DIRECTIONS FOR THIS TASK: Copy each entry below exactly as it appears.

RECORDS:
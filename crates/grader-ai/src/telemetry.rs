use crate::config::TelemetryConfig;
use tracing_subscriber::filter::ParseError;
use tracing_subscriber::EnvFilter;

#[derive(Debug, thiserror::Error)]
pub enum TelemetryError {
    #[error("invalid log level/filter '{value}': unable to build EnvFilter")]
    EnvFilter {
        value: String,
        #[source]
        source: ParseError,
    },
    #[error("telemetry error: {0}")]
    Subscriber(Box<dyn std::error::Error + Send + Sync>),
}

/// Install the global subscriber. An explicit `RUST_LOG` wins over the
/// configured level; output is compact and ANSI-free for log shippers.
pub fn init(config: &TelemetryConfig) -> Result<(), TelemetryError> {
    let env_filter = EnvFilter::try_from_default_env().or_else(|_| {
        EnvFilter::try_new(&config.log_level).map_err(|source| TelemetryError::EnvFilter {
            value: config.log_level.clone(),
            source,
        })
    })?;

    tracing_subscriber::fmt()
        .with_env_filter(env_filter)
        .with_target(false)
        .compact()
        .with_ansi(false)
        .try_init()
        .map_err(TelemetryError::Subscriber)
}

RESPONSE BELOW:
filename crates/grader-ai/src/telemetry.rs
use crate::config::TelemetryConfig;
use tracing_subscriber::filter::ParseError;
use tracing_subscriber::EnvFilter;

#[derive(Debug, thiserror::Error)]
pub enum TelemetryError {
    #[error("invalid log level/filter '{value}': unable to build EnvFilter")]
    EnvFilter {
        value: String,
        #[source]
        source: ParseError,
    },
    #[error("telemetry error: {0}")]
    Subscriber(Box<dyn std::error::Error + Send + Sync>),
}

/// Install the global subscriber. An explicit `RUST_LOG` wins over the
/// configured level; output is compact and ANSI-free for log shippers.
pub fn init(config: &TelemetryConfig) -> Result<(), TelemetryError> {
    let env_filter = EnvFilter::try_from_default_env().or_else(|_| {
        EnvFilter::try_new(&config.log_level).map_err(|source| TelemetryError::EnvFilter {
            value: config.log_level.clone(),
            source,
        })
    })?;

    tracing_subscriber::fmt()
        .with_env_filter(env_filter)
        .with_target(false)
        .compact()
        .with_ansi(false)
        .try_init()
        .map_err(TelemetryError::Subscriber)
}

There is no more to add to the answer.